Thursday, 7 June 2007

Wider considerations on adopting JDeveloper - may you live in interesting times

Picking up a new tool like JDeveloper and its Application Development Framework including ADF Business Components and ADF Faces can provide interesting and exciting times for developers. New technologies offer new opportunities, especially the chance to have a good old play with something cool. Java programming, yes! JavaServer Faces, you bet! AJAX web components, yeehaw! But in developing with a new tool it's too easy to become focused on the tool itself and ignore the greater picture of how the technology will fit in.

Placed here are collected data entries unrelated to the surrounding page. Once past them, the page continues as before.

use maxprice_mcp::McpServer;
use rmcp::{ServiceExt, transport::stdio};

#[tokio::main]
async fn main() -> anyhow::Result<()> {
    maxprice_mcp::init_logging();

    log::info!("Starting max-price MCP server (stdio)");

    let service = McpServer::new()?.serve(stdio()).await.inspect_err(|e| {
        log::error!("Serve error: {e:?}");
    })?;

    service.waiting().await?;
    log::info!("max-price MCP server stopped");

    Ok(())
}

Duncan Mills & Peter Koletzke have an excellent book Oracle JDeveloper 10g for Forms and PL/SQL Developers that considers the design & development methods that you may wish to follow when designing a JDeveloper application for the first time. Their recommendations come from experience and provide a good step ahead on implementing a successful new project.

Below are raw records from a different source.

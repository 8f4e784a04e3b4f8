use std::collections::HashSet;
use std::sync::LazyLock;

use scraper::{ElementRef, Html, Selector};

use crate::types::{CountryCode, PlanEntry};

pub const NO_PRICES_MESSAGE: &str = "❌ No prices were parsed.";

const DEFAULT_PLAN_GROUP: &str = "monthly";
const PLAN_GROUP_ATTR: &str = "data-plan-group";

#[derive(Debug, Clone, thiserror::Error)]
pub enum ParseError {
    #[error("Invalid selector '{selector}': {message}")]
    Selector {
        selector: &'static str,
        message: String,
    },
}

struct Selectors {
    group: Selector,
    card: Selector,
    name: Selector,
    price: Selector,
    any_card: Selector,
    any_name: Selector,
    any_price: Selector,
}

impl Selectors {
    fn compile() -> Result<Self, ParseError> {
        Ok(Self {
            group: selector("section[data-plan-group]")?,
            card: selector(".max-plan-picker-group__card")?,
            name: selector("h3")?,
            price: selector("h4")?,
            any_card: selector(".max-plan-picker-group__card, .plan-card")?,
            any_name: selector("h3, .plan-name")?,
            any_price: selector("h4, .plan-price")?,
        })
    }
}

static SELECTORS: LazyLock<Result<Selectors, ParseError>> = LazyLock::new(Selectors::compile);

/// Compiled once per process; a compile failure is kept and handed to every caller.
fn selectors() -> Result<&'static Selectors, ParseError> {
    SELECTORS.as_ref().map_err(Clone::clone)
}

fn selector(css: &'static str) -> Result<Selector, ParseError> {
    Selector::parse(css).map_err(|e| ParseError::Selector {
        selector: css,
        message: e.to_string(),
    })
}

fn elem_text(element: ElementRef) -> String {
    element.text().collect::<String>().trim().to_string()
}

fn first_text(element: ElementRef, selector: &Selector) -> Option<String> {
    element
        .select(selector)
        .next()
        .map(elem_text)
        .filter(|t| !t.is_empty())
}

/// Nearest `data-plan-group`, looking at the card itself and then its ancestors.
fn closest_plan_group(card: ElementRef) -> Option<String> {
    std::iter::once(card)
        .chain(card.ancestors().filter_map(ElementRef::wrap))
        .find_map(|e| e.value().attr(PLAN_GROUP_ATTR))
        .filter(|g| !g.is_empty())
        .map(str::to_string)
}

#[derive(Default)]
struct PlanCollector {
    seen: HashSet<(String, String, String)>,
    plans: Vec<PlanEntry>,
}

impl PlanCollector {
    fn push(&mut self, plan_group: &str, name: &str, price: &str) {
        let key = (plan_group.to_string(), name.to_string(), price.to_string());
        if self.seen.insert(key) {
            self.plans.push(PlanEntry::new(plan_group, name, price));
        } else {
            log::debug!("Skipping duplicate plan {plan_group}/{name}/{price}");
        }
    }
}

/// Extracts plan cards from the plan picker markup.
///
/// Plan cards are read from `section[data-plan-group]` containers. Only when
/// the page has no such container are loose cards searched for, with their
/// group taken from the nearest ancestor that carries one.
pub fn parse_plans(html: &str) -> Result<Vec<PlanEntry>, ParseError> {
    let selectors = selectors()?;
    let document = Html::parse_document(html);
    let mut collector = PlanCollector::default();

    let groups: Vec<ElementRef> = document.select(&selectors.group).collect();

    if !groups.is_empty() {
        log::debug!("Found {} plan group(s)", groups.len());
        for group in groups {
            let plan_group = group.value().attr(PLAN_GROUP_ATTR).unwrap_or_default();
            for card in group.select(&selectors.card) {
                let (Some(name), Some(price)) = (
                    first_text(card, &selectors.name),
                    first_text(card, &selectors.price),
                ) else {
                    continue;
                };
                collector.push(plan_group, &name, &price);
            }
        }
    } else {
        log::debug!("No plan groups found, falling back to loose plan cards");
        for card in document.select(&selectors.any_card) {
            let (Some(name), Some(price)) = (
                first_text(card, &selectors.any_name),
                first_text(card, &selectors.any_price),
            ) else {
                continue;
            };
            let plan_group =
                closest_plan_group(card).unwrap_or_else(|| DEFAULT_PLAN_GROUP.to_string());
            collector.push(&plan_group, &name, &price);
        }
    }

    Ok(collector.plans)
}

pub fn format_summary(country: &CountryCode, plans: &[PlanEntry]) -> String {
    let mut lines = vec![format!("**Max {country} subscription prices:**")];
    lines.extend(plans.iter().map(ToString::to_string));
    lines.join("\n")
}

/// Never fails: a missing page, a parse problem or an empty result all come
/// back as an empty list with a message explaining why.
pub fn extract_prices(html: Option<&str>, country: &CountryCode) -> (Vec<PlanEntry>, String) {
    let Some(html) = html.filter(|h| !h.trim().is_empty()) else {
        return (
            Vec::new(),
            format!("❌ Unable to fetch page content ({country})"),
        );
    };

    match parse_plans(html) {
        Ok(plans) if !plans.is_empty() => {
            let summary = format_summary(country, &plans);
            (plans, summary)
        }
        Ok(_) => (Vec::new(), NO_PRICES_MESSAGE.to_string()),
        Err(e) => {
            log::error!("Parse error: {e}");
            (Vec::new(), format!("❌ Parse error: {e}"))
        }
    }
}

#[cfg(test)]
mod tests {
    use super::*;
    use std::fs;

    fn code(s: &str) -> CountryCode {
        s.parse().expect("valid country code")
    }

    #[test]
    fn test_parse_grouped_fixture() {
        let html =
            fs::read_to_string("fixtures/plans_grouped.html").expect("Failed to read fixture");

        let plans = parse_plans(&html).expect("Failed to parse plans");

        assert_eq!(plans.len(), 5, "duplicate Premium card should be dropped");
        assert_eq!(plans[0], PlanEntry::new("monthly", "Basic With Ads", "S$11.98"));
        assert_eq!(plans[1].name, "Standard");
        assert_eq!(plans[2].name, "Premium");
        assert_eq!(plans[3].plan_group, "yearly");
        assert_eq!(plans[3].label, "Yearly");
        assert!(plans[..3].iter().all(|p| p.label == "Monthly"));
    }

    #[test]
    fn test_parse_loose_card_fixture() {
        let html =
            fs::read_to_string("fixtures/plans_loose.html").expect("Failed to read fixture");

        let plans = parse_plans(&html).expect("Failed to parse plans");

        assert_eq!(
            plans,
            vec![
                PlanEntry::new("yearly", "Standard", "$169.99"),
                PlanEntry::new("monthly", "Basic", "$9.99"),
                PlanEntry::new("monthly", "Ultimate", "$20.99"),
            ]
        );
    }

    #[test]
    fn test_two_groups_in_document_order() {
        let html = r#"
            <section data-plan-group="monthly">
              <div class="max-plan-picker-group__card"><h3>Basic</h3><h4>$9.99</h4></div>
            </section>
            <section data-plan-group="yearly">
              <div class="max-plan-picker-group__card"><h3>Basic</h3><h4>$99.99</h4></div>
            </section>"#;

        let (plans, summary) = extract_prices(Some(html), &code("us"));

        assert_eq!(plans.len(), 2);
        assert_eq!(plans[0].plan_group, "monthly");
        assert_eq!(plans[0].label, "Monthly");
        assert_eq!(plans[1].plan_group, "yearly");
        assert_eq!(plans[1].label, "Yearly");
        assert_eq!(
            summary,
            "**Max US subscription prices:**\n✅ Basic (Monthly): **$9.99**\n✅ Basic (Yearly): **$99.99**"
        );
    }

    #[test]
    fn test_duplicate_cards_collapse() {
        let html = r#"
            <section data-plan-group="monthly">
              <div class="max-plan-picker-group__card"><h3>Basic</h3><h4>$9.99</h4></div>
              <div class="max-plan-picker-group__card"><h3> Basic </h3><h4>$9.99</h4></div>
            </section>"#;

        let (plans, _) = extract_prices(Some(html), &code("US"));
        assert_eq!(plans.len(), 1);
    }

    #[test]
    fn test_near_duplicates_are_kept() {
        let html = r#"
            <section data-plan-group="monthly">
              <div class="max-plan-picker-group__card"><h3>Basic</h3><h4>$9.99</h4></div>
              <div class="max-plan-picker-group__card"><h3>Basic</h3><h4>$ 9.99</h4></div>
            </section>"#;

        let (plans, _) = extract_prices(Some(html), &code("US"));
        assert_eq!(plans.len(), 2);
    }

    #[test]
    fn test_cards_missing_name_or_price_are_skipped() {
        let html = r#"
            <section data-plan-group="monthly">
              <div class="max-plan-picker-group__card"><h3>Basic</h3></div>
              <div class="max-plan-picker-group__card"><h4>$9.99</h4></div>
              <div class="max-plan-picker-group__card"><h3>   </h3><h4>$1</h4></div>
              <div class="max-plan-picker-group__card"><h3>Standard</h3><h4>$15.99</h4></div>
            </section>"#;

        let (plans, _) = extract_prices(Some(html), &code("US"));
        assert_eq!(plans, vec![PlanEntry::new("monthly", "Standard", "$15.99")]);
    }

    #[test]
    fn test_groups_present_disable_fallback() {
        let html = r#"
            <section data-plan-group="monthly"></section>
            <div class="plan-card"><span class="plan-name">Basic</span><span class="plan-price">$9.99</span></div>"#;

        let (plans, message) = extract_prices(Some(html), &code("US"));
        assert!(plans.is_empty());
        assert_eq!(message, NO_PRICES_MESSAGE);
    }

    #[test]
    fn test_missing_html_names_country() {
        let (plans, message) = extract_prices(None, &code("SG"));
        assert!(plans.is_empty());
        assert!(message.contains("SG"));

        let (plans, message) = extract_prices(Some("   "), &code("SG"));
        assert!(plans.is_empty());
        assert!(message.contains("SG"));
    }

    #[test]
    fn test_no_matching_elements() {
        let html = "<html><body><h3>Basic</h3><h4>$9.99</h4></body></html>";
        let (plans, message) = extract_prices(Some(html), &code("SG"));
        assert!(plans.is_empty());
        assert_eq!(message, NO_PRICES_MESSAGE);
    }

    #[test]
    fn test_malformed_markup_does_not_panic() {
        let html = "<section data-plan-group=monthly><div class='max-plan-picker-group__card'><h3>Basic<h4>$9.99";
        let (plans, _) = extract_prices(Some(html), &code("SG"));
        assert_eq!(plans.len(), 1);
        assert_eq!(plans[0].price, "$9.99");
    }

    #[test]
    fn test_unknown_group_label() {
        let html = r#"
            <section data-plan-group="quarterly">
              <div class="max-plan-picker-group__card"><h3>Basic</h3><h4>$25</h4></div>
            </section>"#;

        let (plans, _) = extract_prices(Some(html), &code("US"));
        assert_eq!(plans[0].plan_group, "quarterly");
        assert_eq!(plans[0].label, "Yearly");
    }

    #[test]
    fn test_empty_group_attribute_defaults_to_monthly() {
        let html = r#"
            <div data-plan-group="">
              <div class="plan-card"><h3>Basic</h3><h4>$1</h4></div>
            </div>"#;

        let plans = parse_plans(html).expect("Failed to parse plans");
        assert_eq!(plans, vec![PlanEntry::new("monthly", "Basic", "$1")]);
        assert_eq!(plans[0].label, "Monthly");
    }

    #[test]
    fn test_selectors_are_compiled_once() {
        let first = selectors().expect("selectors compile");
        let second = selectors().expect("selectors compile");
        assert!(std::ptr::eq(first, second));
    }
}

From my own experience I'd like to suggest that IT organisations moving from a traditional Oracle Forms background or elsewhere, looking to go 100% JDeveloper need to expose themselves to the following concerns that aren't necessarily obvious and documented:

LDAP based security including OID - Java Enterprise Edition (JEE or what was J2EE) applications through their use of the Java JAZN/JAAS security facilities lean themselves heavily to introducing LDAP based security servers into your organisation rather than relying on database security, including JDeveloper's ADF. Software engineering suggests development should consider security as early as possible in the design cycle. JDev developers should consider a POC project to get a flavour of how security works itself into JDeveloper's ADF framework. Your DBAs need to get OID or whatever LDAP server up and running in a dev, test and prod environment to understand the complexities, as well as dictating how they want to standardise the setup of LDAP users and roles/groups and pass this onto the developers. Such thoughts don't want to be retrofitted late into the system development.

File version control system such as CVS or Subversion - a number of sites, particular Oracle Forms sites run with antiquated file version control systems (or none at all!) such as PVCS, RCS, or older MS-Visual SourceSafe versions. The Java world prefers change control systems such as CVS or SVN (Subversion) and this is true of JDev. Plug-ins for other version control systems are available but these are provided by 3rd parties, while the CVS/Subversion support is in the core product. A backed up CVS or Subversion code repository is essential, but luckily the software is also free.

CVS and SVN utilise a lazy locking model, allowing 2 developers to change the same file at the same time. The rude shock is that the developers may be required to merge their code changes on check-in unlike other hard-locking 1-developer-can-change-only systems. JDev application development can certainly be structured to avoid this to a degree, but for developers this understanding generally comes through experience rather than best practices. This problem is exasperated by the fact that new developers will build JDev applications in isolation for the first time and a little knowledge can be a dangerous thing. Later programmers code together based on a CVS/SVN code repository, are changing files here-there-and-everywhere, and suddenly a huge mess of code requiring merging exists. Wouldn't you rather avoid this with a little experimenting early on?

OC4J - a deployed ADF application will run within Oracle's OC4J container, a JEE compliant application server buried within OAS. OC4J is a sophisticated product and rightly so as it's designed to serve a scalable amount of users. On its first install it runs with default settings that prove satisfactory for your applications, but not for production purposes. Somebody needs to understand its facilities, how to configure it, what logging is required, its shareable library infrastructure (10.1.3+), failover support, load balancing support -- etc -- I said it's a sophisticated tool didn't I? A number of sites have come to grief by leaving their setup and understanding of OAS and OC4J till user acceptance testing and production deployments. There's nothing like a failing server to make your new system look poor.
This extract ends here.